Working out is exciting for most of us. In that excitement, we sometimes take it a bit too far and ignore our body’s signals to stop. Exercise, in all its forms, aims to contract muscles for an extended period to strengthen them. Think of swimming – while the body itself may be left loose, the arms, legs, and core move continuously and consistently. Likewise, in strength training, specific muscle groups are held taut for extended stretches.
However, it is essential that you cool down the body after an intense workout to restore the muscles and prime your body for the next workout. To do so, you can opt certain yoga poses. Yoga helps to increase the range of motion of each muscle group. It also helps you to breathe deeply with every asana, thus giving the muscles some much-needed oxygen to recover.
Here are 8 yoga stretches to relax different muscle groups in the body and heal sore muscles.
1. Hand-To-Feet (Hasta Padasana)
If you are in doubt about which muscle group to stretch, just start with the back.

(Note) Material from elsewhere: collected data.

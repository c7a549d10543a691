//! Log retention for hook log files.
//!
//! Hook logs are append-only text files with one RFC 3339 timestamp at the
//! start of every event line. Pruning drops lines older than the retention
//! window. Lines without a timestamp (multi-line messages) travel with the
//! entry above them.
//!
//! Prune before the logging subscriber opens the file: rewriting replaces
//! the file, and an already-open append handle would keep writing to the
//! unlinked copy.

use chrono::{DateTime, Duration, Utc};
use fs_err as fs;
use serde::Serialize;
use std::io::Write;
use std::path::{Path, PathBuf};
use tempfile::NamedTempFile;

use crate::error::{HookError, Result};
use crate::storage::LOG_EXTENSION;

#[derive(Debug, Clone, Copy, Default, PartialEq, Eq, Serialize)]
pub struct LogPruneStats {
    /// Lines dropped across all files.
    pub removed: usize,
    /// Lines retained across all files.
    pub kept: usize,
    /// Log files inspected.
    pub files: usize,
    /// Log files that could not be read or rewritten.
    pub failed: usize,
}

/// Prunes every `*.log` file in `log_dir`, keeping the last `days_to_keep` days.
pub fn prune_logs(log_dir: &Path, days_to_keep: u32) -> Result<LogPruneStats> {
    let cutoff = Utc::now() - Duration::days(i64::from(days_to_keep));
    prune_logs_before(log_dir, cutoff)
}

/// Only an unreadable directory is an error; a failing file is counted and skipped.
pub fn prune_logs_before(log_dir: &Path, cutoff: DateTime<Utc>) -> Result<LogPruneStats> {
    if !log_dir.is_dir() {
        return Ok(LogPruneStats::default());
    }

    let entries = fs::read_dir(log_dir).map_err(|e| HookError::io("listing log directory", e))?;
    let logs = entries.flatten().map(|entry| entry.path()).filter(|path| {
        path.is_file() && path.extension().is_some_and(|ext| ext == LOG_EXTENSION)
    });

    Ok(prune_files(logs, cutoff))
}

fn prune_files(paths: impl IntoIterator<Item = PathBuf>, cutoff: DateTime<Utc>) -> LogPruneStats {
    let mut stats = LogPruneStats::default();
    for path in paths {
        match prune_log_file(&path, cutoff) {
            Ok((removed, kept)) => {
                stats.removed += removed;
                stats.kept += kept;
                stats.files += 1;
            }
            Err(err) => {
                tracing::warn!(path = %path.display(), error = %err, "Skipping log file");
                stats.failed += 1;
            }
        }
    }
    stats
}

/// Rewrites `path` without lines older than `cutoff`. Returns (removed, kept).
///
/// Kept lines are copied byte for byte; the file keeps its permissions.
pub fn prune_log_file(path: &Path, cutoff: DateTime<Utc>) -> Result<(usize, usize)> {
    let bytes = fs::read(path).map_err(|e| HookError::io("reading log file", e))?;

    let mut kept_lines: Vec<&[u8]> = Vec::new();
    let mut removed = 0;
    // Lines before the first timestamp are kept.
    let mut keep_current = true;

    for line in bytes.split_inclusive(|&b| b == b'\n') {
        if let Some(at) = entry_timestamp(&String::from_utf8_lossy(line)) {
            keep_current = at >= cutoff;
        }
        if keep_current {
            kept_lines.push(line);
        } else {
            removed += 1;
        }
    }

    let kept = kept_lines.len();
    if removed == 0 {
        return Ok((0, kept));
    }

    let permissions = fs::metadata(path)
        .map_err(|e| HookError::io("reading log file metadata", e))?
        .permissions();
    let dir = path.parent().unwrap_or_else(|| Path::new("."));
    let mut tmp =
        NamedTempFile::new_in(dir).map_err(|e| HookError::io("creating temp log file", e))?;
    for line in &kept_lines {
        tmp.write_all(line)
            .map_err(|e| HookError::io("writing pruned log", e))?;
    }
    tmp.as_file()
        .set_permissions(permissions)
        .map_err(|e| HookError::io("copying log file permissions", e))?;
    tmp.persist(path)
        .map_err(|e| HookError::io("replacing log file", e.error))?;

    Ok((removed, kept))
}

/// Timestamp at the start of a log line, if any.
fn entry_timestamp(line: &str) -> Option<DateTime<Utc>> {
    let first = line.split_whitespace().next()?;
    DateTime::parse_from_rfc3339(first)
        .ok()
        .map(|at| at.with_timezone(&Utc))
}

#[cfg(test)]
mod tests {
    use super::*;
    use crate::clock::format_iso;
    use tempfile::TempDir;

    fn line(at: DateTime<Utc>, msg: &str) -> String {
        format!("{}  INFO startup: {}", format_iso(at), msg)
    }

    #[test]
    fn parses_leading_timestamp_only() {
        assert!(entry_timestamp("2025-09-26T19:45:23.456789Z  INFO hi").is_some());
        assert!(entry_timestamp("    at frame 3").is_none());
        assert!(entry_timestamp("").is_none());
    }

    #[test]
    fn drops_old_entries_and_their_continuations() {
        let tmp = TempDir::new().unwrap();
        let path = tmp.path().join("startup.log");
        let now = Utc::now();
        let content = [
            line(now - Duration::days(5), "old"),
            "    continuation of old".to_string(),
            line(now - Duration::hours(1), "recent"),
            "    continuation of recent".to_string(),
        ]
        .join("\n");
        std::fs::write(&path, content + "\n").unwrap();

        let (removed, kept) = prune_log_file(&path, now - Duration::days(2)).unwrap();

        assert_eq!((removed, kept), (2, 2));
        let rewritten = std::fs::read_to_string(&path).unwrap();
        assert!(!rewritten.contains("old"));
        assert!(rewritten.contains("recent"));
        assert!(rewritten.ends_with("continuation of recent\n"));
    }

    #[test]
    fn untouched_file_is_not_rewritten() {
        let tmp = TempDir::new().unwrap();
        let path = tmp.path().join("phase-summary.log");
        let original = format!("preamble without stamp\n{}\n", line(Utc::now(), "fresh"));
        std::fs::write(&path, &original).unwrap();

        let (removed, kept) = prune_log_file(&path, Utc::now() - Duration::days(2)).unwrap();

        assert_eq!((removed, kept), (0, 2));
        assert_eq!(std::fs::read_to_string(&path).unwrap(), original);
    }

    #[test]
    fn prune_logs_only_touches_log_files() {
        let tmp = TempDir::new().unwrap();
        let old = line(Utc::now() - Duration::days(10), "ancient");
        std::fs::write(tmp.path().join("a.log"), format!("{}\n", old)).unwrap();
        std::fs::write(tmp.path().join("notes.txt"), format!("{}\n", old)).unwrap();
        std::fs::create_dir(tmp.path().join("artifacts")).unwrap();

        let stats = prune_logs(tmp.path(), 2).unwrap();

        assert_eq!(
            stats,
            LogPruneStats {
                removed: 1,
                kept: 0,
                files: 1,
                failed: 0
            }
        );
        assert_eq!(std::fs::read_to_string(tmp.path().join("a.log")).unwrap(), "");
        assert!(std::fs::read_to_string(tmp.path().join("notes.txt"))
            .unwrap()
            .contains("ancient"));
    }

    #[test]
    fn missing_log_dir_is_not_an_error() {
        let tmp = TempDir::new().unwrap();
        let stats = prune_logs(&tmp.path().join("logs"), 2).unwrap();
        assert_eq!(stats, LogPruneStats::default());
    }

    #[test]
    fn failing_file_does_not_stop_the_sweep() {
        let tmp = TempDir::new().unwrap();
        let readable = tmp.path().join("startup.log");
        let old = line(Utc::now() - Duration::days(10), "ancient");
        std::fs::write(&readable, format!("{}\n", old)).unwrap();

        let stats = prune_files(
            [tmp.path().join("vanished.log"), readable.clone()],
            Utc::now() - Duration::days(2),
        );

        assert_eq!(stats.failed, 1);
        assert_eq!(stats.files, 1);
        assert_eq!(stats.removed, 1);
        assert_eq!(std::fs::read_to_string(&readable).unwrap(), "");
    }

    #[test]
    fn kept_lines_are_copied_verbatim() {
        let tmp = TempDir::new().unwrap();
        let path = tmp.path().join("startup.log");
        let now = Utc::now();
        let mut content = format!("{}\r\n", line(now - Duration::days(5), "old")).into_bytes();
        let recent = format!("{} caf\u{e9} ", line(now, "recent"));
        content.extend_from_slice(recent.as_bytes());
        content.extend_from_slice(&[0xff, 0xfe]);
        content.extend_from_slice(b"\r\ntail without newline");
        std::fs::write(&path, &content).unwrap();

        let (removed, kept) = prune_log_file(&path, now - Duration::days(2)).unwrap();

        assert_eq!((removed, kept), (1, 2));
        let mut expected = recent.into_bytes();
        expected.extend_from_slice(&[0xff, 0xfe]);
        expected.extend_from_slice(b"\r\ntail without newline");
        assert_eq!(std::fs::read(&path).unwrap(), expected);
    }

    #[cfg(unix)]
    #[test]
    fn rewrite_keeps_file_mode() {
        use std::os::unix::fs::PermissionsExt;

        let tmp = TempDir::new().unwrap();
        let path = tmp.path().join("cleanup.log");
        let old = line(Utc::now() - Duration::days(10), "ancient");
        std::fs::write(&path, format!("{}\n", old)).unwrap();
        std::fs::set_permissions(&path, std::fs::Permissions::from_mode(0o644)).unwrap();

        prune_log_file(&path, Utc::now() - Duration::days(2)).unwrap();

        let mode = std::fs::metadata(&path).unwrap().permissions().mode();
        assert_eq!(mode & 0o777, 0o644);
    }
}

The abdominal and back muscles carry most of your weight and bear the brunt of bad posture, thus possibly setting you up for a lifetime of aches and pains. This asana helps you by giving a good stretch to the back muscles.
- As the name suggests, stand straight with feet close together. Bend forward and touch your feet or the floor with your hands.
- It is important to keep the abdominal muscles relaxed and stretch the lower back as much as possible.
- Continue to breathe and bend forward more with each breath.
2. Palm Tree (Tadasana)
The palm tree pose stretches the body in general, healing and relaxing the shoulder muscles. You can practice the tadasana pose either by staying in this position for an extended period of time or by relaxing and doing the asana in cyclical intervals.1
- Stand with your feet hip-width apart, ensuring you are firmly rooted.
- Gently release the tension in your tailbone, drawing your stomach in as you do so. Your rib cage too must rise up and out of your pelvis.
- Now, move your shoulders back and away from the ears, relaxing them as you do so.
- Let your head reach up toward the ceiling of the room, stretching and elongating your spine as if you were being pulled upward.
- Your breathing should be slow and deep and your throat and face relaxed. Keep your chin parallel to the floor throughout.
Stay in the pose for 1 minute.
3. Seated Forward Bend (Paschimottanasana)
This asana is excellent for stretching the lower back, the hamstrings, and the entire pelvic region. There are several variants of this asana. If you are a beginner hold your toes for a better stretch.
- Start by sitting on a mat with your back straight and arms on the side.
- Using your hands, hold your big toe with a firm grip so that it doesn’t slip during the asana.
- You may bend your knees when you begin.
- Gently push the knees outward and straighten the legs while holding on to the toes.
- As you straighten the legs, remember to keep your arms straight and bend the lower back for the maximum impact on the pelvic region.
4. Upward-Facing Dog (Urdhva Mukha Svanasana)
The upward-facing dog pose is great for stretching the thighs and shins as well as the ankles. However, if you’re suffering from carpal tunnel syndrome, avoid this stretch as it can aggravate the condition.
- Start by lying face down on your mat.
- Using your arms, bend upward with a gentle push.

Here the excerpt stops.